8. Diversification. Don’t just become a portrait painter! If I had not painted fruit and landscapes along with portraits when I began, I would not still be a full time artist today. Not only does this diversification help you grow as an artist, but it provides other opportunities for you to show your work and advertise your name. Not to mention, providing alternative income! Teaching can also be a profitable experience for you and your students. Not only as an additional source of revenue, but it can also connect you to other artists and potential clientele.

9. Dependability. You are a business as an artist. Go the extra mile and remain dependable at all costs. Be responsive and provide the best customer service possible. Unfortunately artists are not known for keeping schedules, arriving on time for appointments, or generally running their affairs in an orderly and responsive manner. Show your clientele that you respect them, appreciate the opportunity to work for them, and take your work seriously.

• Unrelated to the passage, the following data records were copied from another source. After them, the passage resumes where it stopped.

use std::path::PathBuf;

use clap::{Parser, Subcommand};
use stakekit_provision::PROFILES_FILENAME;
use tracing::level_filters::LevelFilter;

#[derive(Parser)]
#[command(name = "stakekit")]
#[command(
    author,
    version,
    about = "Provision the ledger/rewards contract pair onto a network"
)]
pub struct Cli {
    /// The verbosity level.
    #[arg(short, long, env = "STAKEKIT_VERBOSITY", default_value_t = LevelFilter::INFO)]
    pub verbosity: LevelFilter,

    #[command(subcommand)]
    pub command: Command,
}

#[derive(Subcommand)]
pub enum Command {
    /// Render the system contract source from its template.
    Render {
        /// Path to the artifact template.
        #[arg(
            short,
            long,
            env = "STAKEKIT_TEMPLATE",
            default_value = "templates/System.sol.hbs"
        )]
        template: PathBuf,

        /// Where the rendered source is written (overwritten unconditionally).
        #[arg(
            short,
            long,
            env = "STAKEKIT_OUTPUT",
            default_value = "contracts/System.sol"
        )]
        output: PathBuf,

        /// Render the mock variant instead of the production one.
        #[arg(long, env = "STAKEKIT_MOCK")]
        mock: bool,
    },

    /// Deploy, link and verify the contract pair against a network profile.
    Deploy {
        /// Name of the network profile to deploy against.
        #[arg(short, long, env = "STAKEKIT_NETWORK")]
        network: String,

        /// Path to the network profiles file.
        #[arg(short, long, env = "STAKEKIT_CONFIG", default_value = PROFILES_FILENAME)]
        config: PathBuf,

        /// Resume a crashed run: skip steps whose outputs are already in
        /// the manifest instead of redeploying.
        #[arg(long, env = "STAKEKIT_RESUME")]
        resume: bool,
    },
}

Always do more than what is expected of you!

10. Develop a support system. Develop relationships with other artists and friends you can trust. Share your work in progress with them. Share problems you are facing or new ideas… get their feedback. These relationships will help you in your life as an artist, making the experience richer and more rewarding.

Thursday, April 24, 2008

Tips on Survival!

A year or so ago the Portrait Society of America did a series of articles in their newsletter on "Traits of a Successful Artist". I was honored to be asked to contribute my thoughts on things that have helped me to survive as a artist. Because this list is fairly long (10 points total) I will post it in two installments. As Mr. Kinstler has said to me more than once "keep the faith"!

1. Set goals and write them down! List things you would like to accomplish both in the short term and in the long term. You might consider committing yourself to a weekly class, list teachers you would like to study with, techniques you would like to improve on, subject and compositions you would like to tackle, galleries you would like to show with, competitions you would like to enter, etc. Setting goals is the first step to accomplishing them. Hang them near your easel as a constant reminder of what you will achieve.

2. Work hard. Whether you have the opportunity to devote your entire day, or just a portion of the day to your art, work hard! I have worked 12-18 hours a day for more than 15 years. It is important to devote as much time as possible to your growth as an artist, but you must work smart as well. An hour of painting free from distraction is worth 3 when the phone is ringing and the kids are home from school.

3. Study. Set aside a portion of each day for study. Read about a favorite artist, visit a museum either in person or via the internet, browse through a favorite art book, sketch from life, etc. Spend quality time developing your skills by reading and studying each day.

4. Tenacity! Don’t take “NO” for an answer! This can be no truer in the life of an artist. You will constantly face defeat and rejection. Galleries, agents, clients, friends, and even family may at times dampen your resolve. Put your passion to work. Remind yourself constantly that you can and will succeed. Pick yourself up after a bad painting, a rejection notice from a competition, or a negative review from a client. Turn each of these situations into learning opportunities. Ask yourself “what can I do better or differently next time?” Commit yourself to growth from every experience. Remind yourself constantly that you will succeed, that you will grow as an artist, and your decision to follow your dreams to become an artist will become or remain a reality.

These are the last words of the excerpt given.